Let ${\displaystyle n\geq 2}$ and ${\displaystyle {\mathcal {H}}}$ be a separable Hilbert space. Consider the C*-algebra ${\displaystyle {\mathcal {A}}}$ generated by a set ${\displaystyle \{s_{i}\}_{i=1}^{n}}$ of isometries (i.e., ${\displaystyle s_{i}^{*}s_{i}=1}$) acting on ${\displaystyle {\mathcal {H}}}$ satisfying

${\displaystyle \sum _{i=1}^{n}s_{i}s_{i}^{*}=1.}$

This universal C*-algebra is called the Cuntz algebra, denoted by ${\displaystyle {\mathcal {O}}_{n}}$.

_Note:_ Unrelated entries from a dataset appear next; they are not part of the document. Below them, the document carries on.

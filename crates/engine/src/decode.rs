// SPDX-License-Identifier: BUSL-1.1
// Copyright (c) 2026 Alfred Jean LLC

//! Closed-set payload decoders for each pub/sub channel the Event Bus
//! subscribes to (§4.B). Every channel has a fixed, known shape, so this is
//! a set of individual decode functions rather than one untagged enum —
//! each decoder only has to understand its own channel's payload, and a
//! failure on one channel says nothing about the others.
//!
//! Decode failures are never fatal here (§7 "the Event Bus swallows parse
//! failures of individual messages"): every function returns
//! `Result<_, serde_json::Error>` and the caller in [`crate::bus`] logs and
//! discards on error.

use jobmux_core::Event;
use serde::Deserialize;
use serde_json::Value;

fn default_timestamp(given: Option<i64>, now_ms: i64) -> i64 {
    given.unwrap_or(now_ms)
}

#[derive(Debug, Deserialize)]
struct ProgressPayload {
    job_id: String,
    progress: f64,
    #[serde(default)]
    message: Option<String>,
    #[serde(default)]
    timestamp: Option<i64>,
}

pub fn decode_update_job_progress(payload: &str, now_ms: i64) -> Result<Event, serde_json::Error> {
    let parsed: ProgressPayload = serde_json::from_str(payload)?;
    Ok(Event::UpdateJobProgress {
        job_id: parsed.job_id,
        timestamp: default_timestamp(parsed.timestamp, now_ms),
        progress: parsed.progress,
        message: parsed.message,
    })
}

#[derive(Debug, Deserialize)]
struct CompletePayload {
    job_id: String,
    #[serde(default)]
    result: Option<Value>,
    #[serde(default)]
    timestamp: Option<i64>,
}

pub fn decode_complete_job(payload: &str, now_ms: i64) -> Result<Event, serde_json::Error> {
    let parsed: CompletePayload = serde_json::from_str(payload)?;
    Ok(Event::CompleteJob {
        job_id: parsed.job_id,
        timestamp: default_timestamp(parsed.timestamp, now_ms),
        result: parsed.result,
    })
}

#[derive(Debug, Deserialize)]
struct WorkerStatusPayload {
    worker_id: String,
    status: String,
    #[serde(default)]
    previous_status: Option<String>,
    #[serde(default)]
    timestamp: Option<i64>,
}

pub fn decode_worker_status(payload: &str, now_ms: i64) -> Result<Event, serde_json::Error> {
    let parsed: WorkerStatusPayload = serde_json::from_str(payload)?;
    Ok(Event::WorkerStatusChanged {
        worker_id: parsed.worker_id,
        timestamp: default_timestamp(parsed.timestamp, now_ms),
        status: parsed.status,
        previous_status: parsed.previous_status,
    })
}

/// Discriminated payload carried on `worker:events` (§6.3).
#[derive(Debug, Deserialize)]
#[serde(tag = "event", rename_all = "snake_case")]
enum WorkerEventPayload {
    Connected {
        worker_id: String,
        #[serde(default)]
        machine_id: Option<String>,
        #[serde(default)]
        timestamp: Option<i64>,
    },
    Disconnected {
        worker_id: String,
        #[serde(default)]
        reason: Option<String>,
        #[serde(default)]
        timestamp: Option<i64>,
    },
}

pub fn decode_worker_event(payload: &str, now_ms: i64) -> Result<Event, serde_json::Error> {
    let parsed: WorkerEventPayload = serde_json::from_str(payload)?;
    Ok(match parsed {
        WorkerEventPayload::Connected {
            worker_id,
            machine_id,
            timestamp,
        } => Event::WorkerConnected {
            worker_id,
            timestamp: default_timestamp(timestamp, now_ms),
            machine_id,
        },
        WorkerEventPayload::Disconnected {
            worker_id,
            reason,
            timestamp,
        } => Event::WorkerDisconnected {
            worker_id,
            timestamp: default_timestamp(timestamp, now_ms),
            reason,
        },
    })
}

#[derive(Debug, Deserialize)]
struct ConnectorStatusPayload {
    #[serde(default)]
    worker_id: Option<String>,
    connector: String,
    status: String,
    #[serde(default)]
    timestamp: Option<i64>,
}

/// Decodes a message on the `connector_status:*` pattern. `channel_worker_id`
/// is the worker id extracted from the channel name's suffix; it wins over
/// any `worker_id` field carried in the payload itself, since the channel
/// name is the more trustworthy source.
pub fn decode_connector_status(
    payload: &str,
    channel_worker_id: &str,
    now_ms: i64,
) -> Result<Event, serde_json::Error> {
    let parsed: ConnectorStatusPayload = serde_json::from_str(payload)?;
    let worker_id = parsed.worker_id.unwrap_or_else(|| channel_worker_id.to_string());
    Ok(Event::ConnectorStatusChanged {
        worker_id,
        timestamp: default_timestamp(parsed.timestamp, now_ms),
        connector: parsed.connector,
        status: parsed.status,
    })
}

/// Discriminated payload carried on `machine:startup:events` (§6.3, §4.H).
#[derive(Debug, Deserialize)]
#[serde(tag = "event", rename_all = "snake_case")]
enum MachineEventPayload {
    Startup {
        machine_id: String,
        #[serde(default)]
        timestamp: Option<i64>,
    },
    StartupStep {
        machine_id: String,
        step_name: String,
        #[serde(default)]
        timestamp: Option<i64>,
    },
    StartupComplete {
        machine_id: String,
        #[serde(default)]
        timestamp: Option<i64>,
    },
    Shutdown {
        machine_id: String,
        #[serde(default)]
        reason: Option<String>,
        #[serde(default)]
        timestamp: Option<i64>,
    },
}

pub fn decode_machine_event(payload: &str, now_ms: i64) -> Result<Event, serde_json::Error> {
    let parsed: MachineEventPayload = serde_json::from_str(payload)?;
    Ok(match parsed {
        MachineEventPayload::Startup { machine_id, timestamp } => Event::MachineStartup {
            machine_id,
            timestamp: default_timestamp(timestamp, now_ms),
        },
        MachineEventPayload::StartupStep {
            machine_id,
            step_name,
            timestamp,
        } => {
            let bucket = bucket_label(jobmux_core::classify_startup_step(&step_name));
            Event::MachineStartupStep {
                machine_id,
                timestamp: default_timestamp(timestamp, now_ms),
                step_name,
                bucket,
            }
        }
        MachineEventPayload::StartupComplete { machine_id, timestamp } => {
            Event::MachineStartupComplete {
                machine_id,
                timestamp: default_timestamp(timestamp, now_ms),
            }
        }
        MachineEventPayload::Shutdown {
            machine_id,
            reason,
            timestamp,
        } => Event::MachineShutdown {
            machine_id,
            timestamp: default_timestamp(timestamp, now_ms),
            reason: reason.unwrap_or_else(|| "unspecified".to_string()),
        },
    })
}

fn bucket_label(bucket: jobmux_core::StartupStepBucket) -> String {
    let s = match bucket {
        jobmux_core::StartupStepBucket::SharedSetup => "shared_setup",
        jobmux_core::StartupStepBucket::CoreInfrastructure => "core_infrastructure",
        jobmux_core::StartupStepBucket::AiServices => "ai_services",
        jobmux_core::StartupStepBucket::SupportingServices => "supporting_services",
    };
    s.to_string()
}

#[cfg(test)]
mod tests {
    use super::*;

    #[test]
    fn decodes_progress_with_explicit_timestamp() {
        let event = decode_update_job_progress(
            r#"{"job_id":"job-1","progress":42.0,"timestamp":1700000000000}"#,
            0,
        )
        .unwrap();
        match event {
            Event::UpdateJobProgress { job_id, progress, timestamp, .. } => {
                assert_eq!(job_id, "job-1");
                assert_eq!(progress, 42.0);
                assert_eq!(timestamp, 1700000000000);
            }
            other => panic!("unexpected event: {other:?}"),
        }
    }

    #[test]
    fn progress_without_timestamp_falls_back_to_now() {
        let event = decode_update_job_progress(r#"{"job_id":"job-1","progress":10.0}"#, 555).unwrap();
        match event {
            Event::UpdateJobProgress { timestamp, .. } => assert_eq!(timestamp, 555),
            other => panic!("unexpected event: {other:?}"),
        }
    }

    #[test]
    fn decodes_worker_connected_event() {
        let event = decode_worker_event(
            r#"{"event":"connected","worker_id":"w-1","machine_id":"m-1"}"#,
            0,
        )
        .unwrap();
        match event {
            Event::WorkerConnected { worker_id, machine_id, .. } => {
                assert_eq!(worker_id, "w-1");
                assert_eq!(machine_id.as_deref(), Some("m-1"));
            }
            other => panic!("unexpected event: {other:?}"),
        }
    }

    #[test]
    fn unknown_worker_event_kind_fails_to_decode() {
        assert!(decode_worker_event(r#"{"event":"mystery","worker_id":"w-1"}"#, 0).is_err());
    }

    #[test]
    fn connector_status_prefers_channel_worker_id() {
        let event = decode_connector_status(
            r#"{"connector":"s3","status":"ok"}"#,
            "w-7",
            0,
        )
        .unwrap();
        match event {
            Event::ConnectorStatusChanged { worker_id, connector, status, .. } => {
                assert_eq!(worker_id, "w-7");
                assert_eq!(connector, "s3");
                assert_eq!(status, "ok");
            }
            other => panic!("unexpected event: {other:?}"),
        }
    }

    #[test]
    fn machine_startup_step_is_classified_into_a_bucket() {
        let event = decode_machine_event(
            r#"{"event":"startup_step","machine_id":"m-1","step_name":"ai_services_load_model"}"#,
            0,
        )
        .unwrap();
        match event {
            Event::MachineStartupStep { bucket, .. } => assert_eq!(bucket, "ai_services"),
            other => panic!("unexpected event: {other:?}"),
        }
    }
}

A simple C*-algebra is said to be purely infinite if every hereditary C*-subalgebra of it is infinite. ${\displaystyle {\mathcal {O}}_{n}}$ is a separable, simple, purely infinite C*-algebra. Any simple infinite C*-algebra contains a subalgebra that has ${\displaystyle {\mathcal {O}}_{n}}$ as a quotient.

Properties

Classification

The Cuntz algebras are pairwise non-isomorphic, i.e., ${\displaystyle {\mathcal {O}}_{n}}$ and ${\displaystyle {\mathcal {O}}_{m}}$ are non-isomorphic for ${\displaystyle n\neq m}$. The K₀ group of ${\displaystyle {\mathcal {O}}_{n}}$ is ${\displaystyle \mathbb {Z} /(n-1)\mathbb {Z} }$, the cyclic group of order ${\displaystyle n-1}$. Since ${\displaystyle K_{0}}$ is a functor, ${\displaystyle {\mathcal {O}}_{n}}$ and ${\displaystyle {\mathcal {O}}_{m}}$ are non-isomorphic.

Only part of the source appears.